** What the exercise asks **
Identify every line in the records below that contains the word "BitmapMut", and reproduce each one.

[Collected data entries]
=======
//! Classic XOR color pattern with smooth scrolling.

#![no_std]
#![no_main]

#[cfg(feature = "panic-halt")]
extern crate panic_halt;
#[cfg(feature = "panic-itm")]
extern crate panic_itm;

use stm32f4::stm32f407::interrupt;

use softvga::band::Band;
use softvga::rast::xor_pattern::XorPattern;

static PATTERN: XorPattern = XorPattern::new(800);

/// Demo entry point. Responsible for starting up the display driver and
/// providing the band list.
#[cortex_m_rt::entry]
fn main() -> ! {
    softvga_demos::logger::init(log::LevelFilter::Info);

    // One band covering the whole display.
    let band = Band::new(&PATTERN, 600);

    // Give the driver its hardware resources...
    softvga::take_hardware()
        // ...select a display timing...
        .configure_timing(&softvga::timing::SVGA_800_600)
        // ...and hand over the band list.
        .with_band_list(Some(&band), |vga| loop {
            vga.sync_to_vblank();
            PATTERN.advance_frame();

            // Enable outputs. This is technically wasted effort after the first
            // frame, but it costs us little, so.
            vga.video_on();
        })
}

/// Wires up the PendSV handler expected by the driver.
#[cortex_m_rt::exception]
#[link_section = ".ramcode"]
fn PendSV() {
    softvga::pendsv_raster_isr()
}

/// Wires up the TIM3 handler expected by the driver.
#[interrupt]
#[link_section = ".ramcode"]
fn TIM3() {
    softvga::tim3_shock_isr()
}

/// Wires up the TIM4 handler expected by the driver.
#[interrupt]
#[link_section = ".ramcode"]
fn TIM4() {
    softvga::tim4_horiz_isr()
}
//! Shared scaffolding for the demo programs: a scene runner and a text
//! terminal, plus ITM logging on the target.

#![cfg_attr(not(test), no_std)]

pub mod scene;
pub mod terminal;

#[cfg(target_os = "none")]
pub mod logger;

/// Some colors, in the `0bBB_GG_RR` pixel format.
pub mod color {
    use softvga::Pixel;

    pub const WHITE: Pixel = 0b11_11_11;
    pub const LT_GRAY: Pixel = 0b10_10_10;
    pub const DK_GRAY: Pixel = 0b01_01_01;
    pub const BLACK: Pixel = 0b00_00_00;

    pub const RED: Pixel = 0b00_00_11;
    pub const GREEN: Pixel = 0b00_11_00;
    pub const BLUE: Pixel = 0b11_00_00;
}
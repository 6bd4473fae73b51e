//! 1bpp bitmap graphics.
//!
//! This crate is deliberately architecture-independent to allow for testing
//! on the host. The one hardware-specific trick, bit-banding, is only used
//! when a buffer is known to live in the bit-band region.

#![cfg_attr(not(any(test, feature = "std")), no_std)]

pub mod bit;
pub mod blit;

use core::mem::swap;
use core::ops::DerefMut;

use blit::{Bitmap, BitmapMut, BlitError, Rect};

/// Walks a line from `(x0, y0)` to `(x1, y1)` inclusive, calling `plot` for
/// each pixel. Lines are always walked top to bottom; both endpoints are
/// plotted, so a zero-length line plots one pixel.
pub fn walk_line(
    mut x0: usize,
    mut y0: usize,
    mut x1: usize,
    mut y1: usize,
    mut plot: impl FnMut(usize, usize),
) {
    if y0 > y1 {
        swap(&mut y0, &mut y1);
        swap(&mut x0, &mut x1);
    }

    let dx = x1 as isize - x0 as isize; // may be negative
    let dy = (y1 - y0) as isize;
    let x_adv = if dx < 0 { -1 } else { 1 };
    let dx = dx.abs();

    let (mut x, mut y) = (x0 as isize, y0 as isize);
    plot(x0, y0);

    if dx > dy {
        let mut error = 2 * dy - dx;
        for _ in 0..dx {
            if error >= 0 {
                y += 1;
                error -= 2 * dx;
            }
            error += 2 * dy;
            x += x_adv;
            plot(x as usize, y as usize);
        }
    } else {
        let mut error = 2 * dx - dy;
        for _ in 0..dy {
            if error >= 0 {
                x += x_adv;
                error -= 2 * dy;
            }
            error += 2 * dx;
            y += 1;
            plot(x as usize, y as usize);
        }
    }
}

/// A drawing surface over a 1bpp buffer of `height` rows of `width / 32`
/// words each, LSB leftmost.
pub struct Graphics1<S> {
    buf: S,
    width: usize,
    height: usize,
}

impl<S> Graphics1<S>
where
    S: DerefMut<Target = [u32]>,
{
    /// # Panics
    ///
    /// If `width` isn't a multiple of 32 or `buf` is too small.
    pub fn new(buf: S, width: usize, height: usize) -> Self {
        assert!(width % 32 == 0, "1bpp width must be a multiple of 32");
        assert!(buf.len() >= width / 32 * height, "buffer too small");
        Graphics1 { buf, width, height }
    }

    pub fn width(&self) -> usize {
        self.width
    }

    pub fn height(&self) -> usize {
        self.height
    }

    fn stride(&self) -> usize {
        self.width / 32
    }

    fn locate(&self, x: usize, y: usize) -> (usize, u32) {
        assert!(
            x < self.width && y < self.height,
            "pixel ({}, {}) out of bounds",
            x,
            y
        );
        (y * self.stride() + x / 32, 1 << (x % 32))
    }

    pub fn set_pixel(&mut self, x: usize, y: usize) {
        let (i, bit) = self.locate(x, y);
        self.buf[i] |= bit;
    }

    pub fn clear_pixel(&mut self, x: usize, y: usize) {
        let (i, bit) = self.locate(x, y);
        self.buf[i] &= !bit;
    }

    pub fn get_pixel(&self, x: usize, y: usize) -> bool {
        let (i, bit) = self.locate(x, y);
        self.buf[i] & bit != 0
    }

    fn fill(&mut self, value: u32) {
        let n = self.stride() * self.height;
        for w in &mut self.buf[..n] {
            *w = value;
        }
    }

    /// Clears every pixel to the background.
    pub fn clear_all(&mut self) {
        self.fill(0)
    }

    /// Sets every pixel to the foreground.
    pub fn set_all(&mut self) {
        self.fill(!0)
    }

    /// Sets the pixels of a line from `(x0, y0)` to `(x1, y1)`, inclusive.
    ///
    /// # Panics
    ///
    /// If either end is off the surface.
    pub fn draw_line(&mut self, x0: usize, y0: usize, x1: usize, y1: usize) {
        self.locate(x0, y0);
        self.locate(x1, y1);

        let width = self.width;
        let n = self.stride() * self.height;
        let words = &mut self.buf[..n];

        if cfg!(target_os = "none") && bit::is_bit_band_target(words) {
            let bits = bit::as_bits_mut(words);
            walk_line(x0, y0, x1, y1, |x, y| bits[y * width + x].set());
        } else {
            let stride = width / 32;
            walk_line(x0, y0, x1, y1, |x, y| {
                words[y * stride + x / 32] |= 1 << (x % 32)
            });
        }
    }

    /// Views the surface as a bitmap, for use with `blit::bitblt`.
    pub fn as_bitmap_mut(&mut self) -> BitmapMut {
        let (w, h, stride) = (self.width, self.height, self.stride());
        BitmapMut::new(&mut self.buf[..stride * h], w, h, stride)
    }

    /// Copies a rectangle of `src`, with its top left at `(src_x, src_y)`,
    /// onto this surface at `dst`.
    pub fn bitblt(
        &mut self,
        src: &Bitmap,
        src_x: usize,
        src_y: usize,
        dst: Rect,
    ) -> Result<(), BlitError> {
        blit::bitblt(src, src_x, src_y, &mut self.as_bitmap_mut(), dst)
    }
}

#[cfg(test)]
mod tests {
    use super::*;

    fn surface(w: usize, h: usize) -> Graphics1<Vec<u32>> {
        Graphics1::new(vec![0; w / 32 * h], w, h)
    }

    fn check_line(g: &Graphics1<Vec<u32>>, pred: impl Fn(usize, usize) -> bool) {
        for y in 0..g.height() {
            for x in 0..g.width() {
                assert_eq!(
                    g.get_pixel(x, y),
                    pred(x, y),
                    "pixel ({}, {})",
                    x,
                    y
                );
            }
        }
    }

    #[test]
    fn zero_length() {
        let mut g = surface(32, 2);
        g.draw_line(5, 1, 5, 1);
        check_line(&g, |x, y| (x, y) == (5, 1));
    }

    #[test]
    fn horizontal_full() {
        let mut g = surface(96, 96);
        g.draw_line(0, 0, 95, 0);
        check_line(&g, |_, y| y == 0);
    }

    #[test]
    fn vertical_full() {
        let mut g = surface(96, 96);
        g.draw_line(0, 95, 0, 0);
        check_line(&g, |x, _| x == 0);
    }

    #[test]
    fn diagonals() {
        let mut g = surface(96, 96);
        g.draw_line(0, 0, 95, 95);
        check_line(&g, |x, y| x == y);

        let mut g = surface(96, 96);
        g.draw_line(95, 0, 0, 95);
        check_line(&g, |x, y| x + y == 95);
    }

    #[test]
    fn shallow_line_is_connected() {
        let mut g = surface(64, 8);
        g.draw_line(0, 0, 63, 7);
        for x in 0..64 {
            let set = (0..8).filter(|&y| g.get_pixel(x, y)).count();
            assert_eq!(set, 1, "column {}", x);
        }
        assert!(g.get_pixel(0, 0) && g.get_pixel(63, 7));
    }

    #[test]
    #[should_panic]
    fn line_off_surface() {
        surface(32, 32).draw_line(0, 0, 0, 32);
    }

    #[test]
    fn pixels_and_fills() {
        let mut g = surface(64, 2);
        g.set_pixel(33, 1);
        assert!(g.get_pixel(33, 1));
        assert_eq!(g.buf[3], 0b10);
        g.clear_pixel(33, 1);
        assert!(!g.get_pixel(33, 1));

        g.set_all();
        assert!(g.buf.iter().all(|&w| w == !0));
        g.clear_all();
        assert!(g.buf.iter().all(|&w| w == 0));
    }

    #[test]
    fn blit_onto_surface() {
        let src = [0xF0u32];
        let mut g = surface(64, 1);
        g.bitblt(&Bitmap::new(&src, 32, 1, 1), 4, 0, Rect::new(34, 0, 8, 1))
            .unwrap();
        assert_eq!(g.buf[1], 0b11_1100);
    }
}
=======
** Result below **
use blit::{Bitmap, BitmapMut, BlitError, Rect};
    pub fn as_bitmap_mut(&mut self) -> BitmapMut {
        BitmapMut::new(&mut self.buf[..stride * h], w, h, stride)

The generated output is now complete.